Есть другая поэзия – оперирующая арифметическими величинами, когда читательской работы не требуется и приводится цифровая выкладка, дается однократное и тем самым не вечное, а временное решение задачи. Примеров этой второй, арифметической поэзии приводить не надо.
Алгебраическими величинами поэт может сделать любые слова, ибо поэтических слов, как таковых, нет. Но есть поэтический ряд, расположение слов. Зачем ходят в театр смотреть Шекспира? Зачем (почему) его читают? Почему «Ромео и Джульетта» даже в кино, искусстве, по сравнению с театром, второсортном, волнует до слез людей, которым, казалось бы, вовсе и всячески чужда жизнь Вероны, итальянского города, о котором написал англичанин, никогда не видевший ни ее, ни ее людей в глаза? Не быт же ходят изучать по Шекспиру? Я еще не видел в исторических музеях плачущих людей, я видел их только в художественных галереях. <…>
«Алгебра» в поэзии – это, конечно, не «символы» русских поэтов начала двадцатого века. Она трижды, четырежды земная, из земли родившаяся, но не возвратившаяся в землю, а продолжающая жить в земле.
Это касается ощущений «Гефсиманского сада» – я горжусь Вашей внутренней свободой и благоговею перед ней.
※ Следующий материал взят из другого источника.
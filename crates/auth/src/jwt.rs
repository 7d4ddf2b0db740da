//! HMAC-signed JWT access tokens.

use core::str::FromStr;

use chrono::{DateTime, Duration, Utc};
use jsonwebtoken::{Algorithm, DecodingKey, EncodingKey, Header, Validation};

use schelper_core::UserId;

use crate::claims::{validate_claims, AccessClaims, TokenError};
use crate::Role;

/// Supported signing algorithms (shared-secret HMAC only).
#[derive(Debug, Copy, Clone, PartialEq, Eq, Default)]
pub enum JwtAlgorithm {
    #[default]
    Hs256,
    Hs384,
    Hs512,
}

impl JwtAlgorithm {
    fn as_jsonwebtoken(self) -> Algorithm {
        match self {
            JwtAlgorithm::Hs256 => Algorithm::HS256,
            JwtAlgorithm::Hs384 => Algorithm::HS384,
            JwtAlgorithm::Hs512 => Algorithm::HS512,
        }
    }
}

impl FromStr for JwtAlgorithm {
    type Err = String;

    fn from_str(s: &str) -> Result<Self, Self::Err> {
        match s.trim().to_ascii_uppercase().as_str() {
            "HS256" => Ok(JwtAlgorithm::Hs256),
            "HS384" => Ok(JwtAlgorithm::Hs384),
            "HS512" => Ok(JwtAlgorithm::Hs512),
            other => Err(format!("unsupported JWT algorithm '{other}' (expected HS256, HS384 or HS512)")),
        }
    }
}

/// Mints access tokens.
pub trait JwtIssuer: Send + Sync {
    fn issue(&self, user_id: UserId, role: Role, now: DateTime<Utc>) -> Result<String, TokenError>;
}

/// Verifies access tokens and returns their claims.
pub trait JwtValidator: Send + Sync {
    fn validate(&self, token: &str, now: DateTime<Utc>) -> Result<AccessClaims, TokenError>;
}

/// Shared-secret JWT codec.
pub struct HmacJwt {
    algorithm: JwtAlgorithm,
    encoding: EncodingKey,
    decoding: DecodingKey,
    ttl: Duration,
}

impl HmacJwt {
    pub fn new(secret: &[u8], algorithm: JwtAlgorithm, ttl: Duration) -> Self {
        Self {
            algorithm,
            encoding: EncodingKey::from_secret(secret),
            decoding: DecodingKey::from_secret(secret),
            ttl,
        }
    }
}

impl core::fmt::Debug for HmacJwt {
    fn fmt(&self, f: &mut core::fmt::Formatter<'_>) -> core::fmt::Result {
        f.debug_struct("HmacJwt")
            .field("algorithm", &self.algorithm)
            .field("ttl", &self.ttl)
            .finish_non_exhaustive()
    }
}

impl JwtIssuer for HmacJwt {
    fn issue(&self, user_id: UserId, role: Role, now: DateTime<Utc>) -> Result<String, TokenError> {
        let claims = AccessClaims::new(user_id, role, now, now + self.ttl);
        jsonwebtoken::encode(&Header::new(self.algorithm.as_jsonwebtoken()), &claims, &self.encoding)
            .map_err(|e| TokenError::Signing(e.to_string()))
    }
}

impl JwtValidator for HmacJwt {
    fn validate(&self, token: &str, now: DateTime<Utc>) -> Result<AccessClaims, TokenError> {
        // Time checks are done against the caller's clock in `validate_claims`.
        let mut validation = Validation::new(self.algorithm.as_jsonwebtoken());
        validation.validate_exp = false;
        validation.set_required_spec_claims(&["exp", "sub"]);

        let data = jsonwebtoken::decode::<AccessClaims>(token, &self.decoding, &validation)
            .map_err(|e| TokenError::Malformed(e.to_string()))?;

        validate_claims(&data.claims, now)?;
        Ok(data.claims)
    }
}

#[cfg(test)]
mod tests {
    use super::*;

    fn codec(secret: &str) -> HmacJwt {
        HmacJwt::new(secret.as_bytes(), JwtAlgorithm::Hs256, Duration::minutes(30))
    }

    #[test]
    fn issued_token_validates_with_same_secret() {
        let jwt = codec("s3cret");
        let now = Utc::now();
        let token = jwt.issue(UserId::new(11), Role::Parent, now).unwrap();

        let claims = jwt.validate(&token, now).unwrap();
        assert_eq!(claims.sub, "11");
        assert_eq!(claims.role, Role::Parent);
        assert_eq!(claims.exp - claims.iat, 30 * 60);
    }

    #[test]
    fn token_from_other_secret_is_rejected() {
        let now = Utc::now();
        let token = codec("one").issue(UserId::new(1), Role::Admin, now).unwrap();
        assert!(matches!(codec("two").validate(&token, now), Err(TokenError::Malformed(_))));
    }

    #[test]
    fn token_expires_after_ttl() {
        let jwt = codec("s3cret");
        let now = Utc::now();
        let token = jwt.issue(UserId::new(1), Role::Child, now).unwrap();
        assert_eq!(
            jwt.validate(&token, now + Duration::minutes(31)),
            Err(TokenError::Expired)
        );
    }

    #[test]
    fn algorithm_mismatch_is_rejected() {
        let now = Utc::now();
        let hs512 = HmacJwt::new(b"k", JwtAlgorithm::Hs512, Duration::minutes(1));
        let token = hs512.issue(UserId::new(1), Role::Child, now).unwrap();
        assert!(codec("k").validate(&token, now).is_err());
    }

    #[test]
    fn parses_algorithm_names() {
        assert_eq!("hs384".parse::<JwtAlgorithm>(), Ok(JwtAlgorithm::Hs384));
        assert!("RS256".parse::<JwtAlgorithm>().is_err());
    }
}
Удивительно и больно то, что слишком часто люди принимают за стихи вовсе другое. Стихи эти, поэтически безупречные, полны необычайной силы, прелести и задушевности. А книга эта – родник чистоты, и кто обойдется без образов этого мира? И кем бы был, например, Толстой (весь от ранних вещей до последних) без нее?